--- Your task ---
Give back exactly the lines of the data below, starting with the line that has "let (link, rx, _, _) = link(2);" and going on through the line that has "b.iter(|| run_passthrough(2, 4, 5000, 32));".

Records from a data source
--------------------------------------------------

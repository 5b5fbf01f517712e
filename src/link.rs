use crate::message::Message;
use crate::metrics::StageMetrics;
use crossbeam::channel::{Sender, TrySendError};
use parking_lot::RwLock;
use std::sync::atomic::{AtomicUsize, Ordering};
use std::sync::Arc;

/// Count of messages a stage currently owns: queued on its paths or being handled.
pub(crate) type InFlight = Arc<AtomicUsize>;

/// Sending half of a bounded path into a stage (or the sink).
///
/// The receiver's in-flight count is raised before the message enters the
/// channel, so a receiver never looks idle while a message is in transit to it.
#[derive(Clone)]
pub(crate) struct Link {
    tx: Sender<Message>,
    in_flight: InFlight,
    metrics: StageMetrics,
}

impl Link {
    /// `metrics` belongs to the sending side; blocked sends are recorded there.
    pub(crate) fn new(tx: Sender<Message>, in_flight: InFlight, metrics: StageMetrics) -> Self {
        Self {
            tx,
            in_flight,
            metrics,
        }
    }

    /// Send, blocking while the path is full.
    ///
    /// Hands the message back if the receiving side has gone away.
    pub(crate) fn send(&self, msg: Message) -> Result<(), Message> {
        self.in_flight.fetch_add(1, Ordering::SeqCst);
        let result = match self.tx.try_send(msg) {
            Ok(()) => Ok(()),
            Err(TrySendError::Full(msg)) => {
                self.metrics.record_block();
                self.tx.send(msg).map_err(|err| err.into_inner())
            }
            Err(TrySendError::Disconnected(msg)) => Err(msg),
        };
        if result.is_err() {
            self.in_flight.fetch_sub(1, Ordering::SeqCst);
        }
        result
    }

    /// Non-blocking send; hands the message back when full or disconnected
    pub(crate) fn try_send(&self, msg: Message) -> Result<(), Message> {
        self.in_flight.fetch_add(1, Ordering::SeqCst);
        self.tx.try_send(msg).map_err(|err| {
            self.in_flight.fetch_sub(1, Ordering::SeqCst);
            err.into_inner()
        })
    }

    /// Messages buffered on the channel right now
    pub(crate) fn len(&self) -> usize {
        self.tx.len()
    }

    /// Buffer capacity; `None` for unbounded channels
    pub(crate) fn capacity(&self) -> Option<usize> {
        self.tx.capacity()
    }
}

/// A closable admission point in front of a [`Link`].
///
/// Closing waits for sends already in progress, then drops the sender so the
/// receiving side observes a disconnect once it has drained the channel.
pub(crate) struct Gate {
    link: RwLock<Option<Link>>,
}

impl Gate {
    pub(crate) fn new(link: Link) -> Self {
        Self {
            link: RwLock::new(Some(link)),
        }
    }

    pub(crate) fn push(&self, msg: Message) -> Result<(), Message> {
        match self.link.read().as_ref() {
            Some(link) => link.send(msg),
            None => Err(msg),
        }
    }

    pub(crate) fn try_push(&self, msg: Message) -> Result<(), Message> {
        match self.link.read().as_ref() {
            Some(link) => link.try_send(msg),
            None => Err(msg),
        }
    }

    pub(crate) fn close(&self) {
        self.link.write().take();
    }

    pub(crate) fn is_closed(&self) -> bool {
        self.link.read().is_none()
    }

    /// Percentage of the buffer in use (0-100); 0 when closed or unbuffered
    pub(crate) fn utilization(&self) -> u32 {
        match self.link.read().as_ref() {
            Some(link) => match link.capacity() {
                Some(cap) if cap > 0 => ((link.len() * 100) / cap).min(100) as u32,
                _ => 0,
            },
            None => 0,
        }
    }
}

#[cfg(test)]
mod tests {
    use super::*;
    use crossbeam::channel::bounded;
    use std::thread;
    use std::time::Duration;

    fn link(cap: usize) -> (Link, crossbeam::channel::Receiver<Message>, InFlight, StageMetrics) {
        let (tx, rx) = bounded(cap);
        let in_flight = InFlight::default();
        let metrics = StageMetrics::new();
        (
            Link::new(tx, Arc::clone(&in_flight), metrics.clone()),
            rx,
            in_flight,
            metrics,
        )
    }

    #[test]
    fn test_send_counts_in_flight() {
        let (link, rx, in_flight, _) = link(4);
        link.send(Message::new(vec![1])).unwrap();
        link.send(Message::new(vec![2])).unwrap();
        assert_eq!(in_flight.load(Ordering::SeqCst), 2);
        assert_eq!(rx.recv().unwrap().data(), &[1]);
    }

    #[test]
    fn test_full_link_blocks_and_records() {
        let (link, rx, _, metrics) = link(1);
        link.send(Message::new(vec![1])).unwrap();

        let sender = thread::spawn(move || link.send(Message::new(vec![2])).is_ok());
        thread::sleep(Duration::from_millis(50));
        assert_eq!(metrics.total_blocks(), 1);

        assert_eq!(rx.recv().unwrap().data(), &[1]);
        assert!(sender.join().unwrap());
        assert_eq!(rx.recv().unwrap().data(), &[2]);
    }

    #[test]
    fn test_disconnected_link_returns_message() {
        let (link, rx, in_flight, _) = link(1);
        drop(rx);
        let back = link.send(Message::new(vec![9])).unwrap_err();
        assert_eq!(back.data(), &[9]);
        assert_eq!(in_flight.load(Ordering::SeqCst), 0);
    }

    #[test]
    fn test_gate_close_rejects() {
        let (link, rx, _, _) = link(2);
        let gate = Gate::new(link);
        gate.push(Message::new(vec![1])).unwrap();
        assert_eq!(gate.utilization(), 50);

        gate.close();
        assert!(gate.is_closed());
        assert!(gate.push(Message::new(vec![2])).is_err());
        assert!(gate.try_push(Message::new(vec![3])).is_err());

        assert_eq!(rx.recv().unwrap().data(), &[1]);
        assert!(rx.recv().is_err());
    }
}
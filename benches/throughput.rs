use criterion::{black_box, criterion_group, criterion_main, Criterion};
use pipeworks::{ComponentFactory, Message, Passthrough, PipelineBuilder};
use std::time::Duration;

fn run_passthrough(stages: usize, pool_size: usize, messages: usize, payload: usize) {
    let mut builder = PipelineBuilder::new().input_capacity(1000);
    for i in 0..stages {
        builder = builder.stage(
            ComponentFactory::cloning(format!("stage{}", i + 1), Passthrough)
                .with_pool_size(pool_size)
                .with_channel_size(1000),
        );
    }
    let pipeline = builder.build().expect("Build failed");

    for i in 0..messages {
        let data = vec![i as u8; payload];
        let _ = pipeline.push(black_box(Message::new(data)));
    }

    pipeline.close().expect("Close failed");
}

fn benchmark_single_stage_throughput(c: &mut Criterion) {
    c.bench_function("single_stage_1000_msgs", |b| {
        b.iter(|| run_passthrough(1, 1, 1000, 64));
    });
}

fn benchmark_three_stage_throughput(c: &mut Criterion) {
    c.bench_function("three_stage_1000_msgs", |b| {
        b.iter(|| run_passthrough(3, 1, 1000, 64));
    });
}

fn benchmark_pooled_throughput(c: &mut Criterion) {
    c.bench_function("pooled_two_stage_5000_msgs", |b| {
        b.iter(|| run_passthrough(2, 4, 5000, 32));
    });
}

criterion_group!(
    name = benches;
    config = Criterion::default().measurement_time(Duration::from_secs(10));
    targets = benchmark_single_stage_throughput, benchmark_three_stage_throughput, benchmark_pooled_throughput
);
criterion_main!(benches);
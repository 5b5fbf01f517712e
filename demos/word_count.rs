//! Word frequency counter pipeline
//!
//! Reads lines from stdin, normalizes them, counts word frequencies and prints
//! the top words when the counting stage is torn down.
//!
//! Usage: cargo run --example word_count --release
//!        (Then type lines of text and press Ctrl-D to finish)
//!
//! Set `RUST_LOG=pipeworks=debug` to watch the stages drain on shutdown.

use parking_lot::Mutex;
use pipeworks::{ComponentFactory, Map, Message, PipelineBuilder, Report};
use std::collections::HashMap;
use std::io::{self, BufRead};
use std::sync::Arc;
use tracing_subscriber::EnvFilter;

type Counts = Arc<Mutex<HashMap<String, usize>>>;

/// Lowercase the line and replace punctuation with spaces
fn normalize(data: Vec<u8>) -> Result<Vec<u8>, String> {
    let line = String::from_utf8(data).map_err(|e| format!("line is not UTF-8: {e}"))?;
    let cleaned: String = line
        .chars()
        .map(|c| {
            if c.is_alphanumeric() {
                c.to_ascii_lowercase()
            } else {
                ' '
            }
        })
        .collect();
    Ok(cleaned.into_bytes())
}

fn top_n(counts: &HashMap<String, usize>, n: usize) -> Vec<(String, usize)> {
    let mut items: Vec<_> = counts.iter().map(|(k, v)| (k.clone(), *v)).collect();
    items.sort_by(|a, b| b.1.cmp(&a.1).then_with(|| a.0.cmp(&b.0)));
    items.into_iter().take(n).collect()
}

fn counter(counts: Counts) -> ComponentFactory {
    let report_counts = Arc::clone(&counts);
    ComponentFactory::new("counter", move |_, attributes| {
        let min_len: usize = attributes
            .get("min_len")
            .and_then(|v| v.parse().ok())
            .unwrap_or(3);
        let counts = Arc::clone(&counts);
        Ok(Box::new(move |msg: &mut Message| {
            let text = String::from_utf8_lossy(msg.data());
            let mut counts = counts.lock();
            for word in text.split_whitespace().filter(|w| w.len() >= min_len) {
                *counts.entry(word.to_string()).or_insert(0) += 1;
            }
            Report::continued()
        }))
    })
    .with_pool_size(2)
    .on_destroy(move || {
        let counts = report_counts.lock();
        println!("\n=== Top 10 Words ({} distinct) ===", counts.len());
        for (i, (word, count)) in top_n(&counts, 10).iter().enumerate() {
            println!("{:2}. {} ({})", i + 1, word, count);
        }
        Ok(())
    })
}

fn main() -> Result<(), Box<dyn std::error::Error>> {
    tracing_subscriber::fmt()
        .with_env_filter(EnvFilter::from_default_env())
        .init();

    println!("Word Frequency Counter Pipeline");
    println!("================================");
    println!("Enter lines of text (Ctrl-D to finish):");
    println!();

    let counts: Counts = Arc::new(Mutex::new(HashMap::new()));
    let pipeline = PipelineBuilder::new()
        .stage(
            ComponentFactory::new("normalizer", |_, _| Ok(Box::new(Map::new(normalize))))
                .with_pool_size(2),
        )
        .stage(counter(counts))
        .build()?;

    let input = pipeline.input().ok_or("pipeline has no input")?;
    let reader_thread = std::thread::spawn(move || {
        let stdin = io::stdin();
        for line in stdin.lock().lines() {
            match line {
                Ok(line) => {
                    if input.push(Message::new(line)).is_err() {
                        break;
                    }
                }
                Err(_) => break,
            }
        }
    });

    reader_thread.join().map_err(|_| "reader thread panicked")?;
    println!("\n{}", pipeline.metrics_summary());
    pipeline.close()?;

    println!("\nProcessing complete!");
    Ok(())
}
use criterion::{black_box, criterion_group, criterion_main, Criterion};
use pipeworks::{ComponentFactory, Map, Message, Passthrough, PipelineBuilder, Report};
use std::time::Duration;

fn slow_consumer(name: &str, pool_size: usize) -> ComponentFactory {
    ComponentFactory::new(name, |_, _| {
        Ok(Box::new(Map::new(|data: Vec<u8>| {
            std::thread::sleep(Duration::from_micros(100));
            Ok(data)
        })))
    })
    .with_pool_size(pool_size)
}

fn benchmark_backpressure_slow_consumer(c: &mut Criterion) {
    c.bench_function("backpressure_slow_consumer_1000_msgs", |b| {
        b.iter(|| {
            let pipeline = PipelineBuilder::new()
                .stage(ComponentFactory::cloning("producer", Passthrough).with_channel_size(10))
                .stage(slow_consumer("consumer", 1))
                .build()
                .expect("Build failed");

            for i in 0..1000 {
                let _ = pipeline.push(black_box(Message::new(vec![i as u8; 64])));
            }
            pipeline.close().expect("Close failed");
        });
    });
}

fn benchmark_wide_consumer_pool(c: &mut Criterion) {
    c.bench_function("wide_pool_slow_consumer_1000_msgs", |b| {
        b.iter(|| {
            let pipeline = PipelineBuilder::new()
                .stage(ComponentFactory::cloning("producer", Passthrough).with_channel_size(10))
                .stage(slow_consumer("consumer", 8))
                .build()
                .expect("Build failed");

            for i in 0..1000 {
                let _ = pipeline.push(black_box(Message::new(vec![i as u8; 64])));
            }
            pipeline.close().expect("Close failed");
        });
    });
}

fn benchmark_retry_heavy_load(c: &mut Criterion) {
    c.bench_function("retry_every_message_once_2000_msgs", |b| {
        b.iter(|| {
            let pipeline = PipelineBuilder::new()
                .stage(
                    ComponentFactory::new("retry_once", |_, _| {
                        Ok(Box::new(|msg: &mut Message| {
                            if msg.attempts() == 0 {
                                Report::retry("first attempt")
                            } else {
                                Report::done()
                            }
                        }))
                    })
                    .with_pool_size(2),
                )
                .build()
                .expect("Build failed");

            for i in 0..2000 {
                let _ = pipeline.push(black_box(Message::new(vec![i as u8; 64])));
            }
            pipeline.close().expect("Close failed");
        });
    });
}

criterion_group!(
    name = benches;
    config = Criterion::default()
        .measurement_time(Duration::from_secs(15))
        .sample_size(20);
    targets = benchmark_backpressure_slow_consumer, benchmark_wide_consumer_pool, benchmark_retry_heavy_load
);
criterion_main!(benches);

--------------------------------------------------

--- Task solution ---
        let (link, rx, _, _) = link(2);
        let gate = Gate::new(link);
        gate.push(Message::new(vec![1])).unwrap();
        assert_eq!(gate.utilization(), 50);

        gate.close();
        assert!(gate.is_closed());
        assert!(gate.push(Message::new(vec![2])).is_err());
        assert!(gate.try_push(Message::new(vec![3])).is_err());

        assert_eq!(rx.recv().unwrap().data(), &[1]);
        assert!(rx.recv().is_err());
    }
}
filename benches/throughput.rs
use criterion::{black_box, criterion_group, criterion_main, Criterion};
use pipeworks::{ComponentFactory, Message, Passthrough, PipelineBuilder};
use std::time::Duration;

fn run_passthrough(stages: usize, pool_size: usize, messages: usize, payload: usize) {
    let mut builder = PipelineBuilder::new().input_capacity(1000);
    for i in 0..stages {
        builder = builder.stage(
            ComponentFactory::cloning(format!("stage{}", i + 1), Passthrough)
                .with_pool_size(pool_size)
                .with_channel_size(1000),
        );
    }
    let pipeline = builder.build().expect("Build failed");

    for i in 0..messages {
        let data = vec![i as u8; payload];
        let _ = pipeline.push(black_box(Message::new(data)));
    }

    pipeline.close().expect("Close failed");
}

fn benchmark_single_stage_throughput(c: &mut Criterion) {
    c.bench_function("single_stage_1000_msgs", |b| {
        b.iter(|| run_passthrough(1, 1, 1000, 64));
    });
}

fn benchmark_three_stage_throughput(c: &mut Criterion) {
    c.bench_function("three_stage_1000_msgs", |b| {
        b.iter(|| run_passthrough(3, 1, 1000, 64));
    });
}

fn benchmark_pooled_throughput(c: &mut Criterion) {
    c.bench_function("pooled_two_stage_5000_msgs", |b| {
        b.iter(|| run_passthrough(2, 4, 5000, 32));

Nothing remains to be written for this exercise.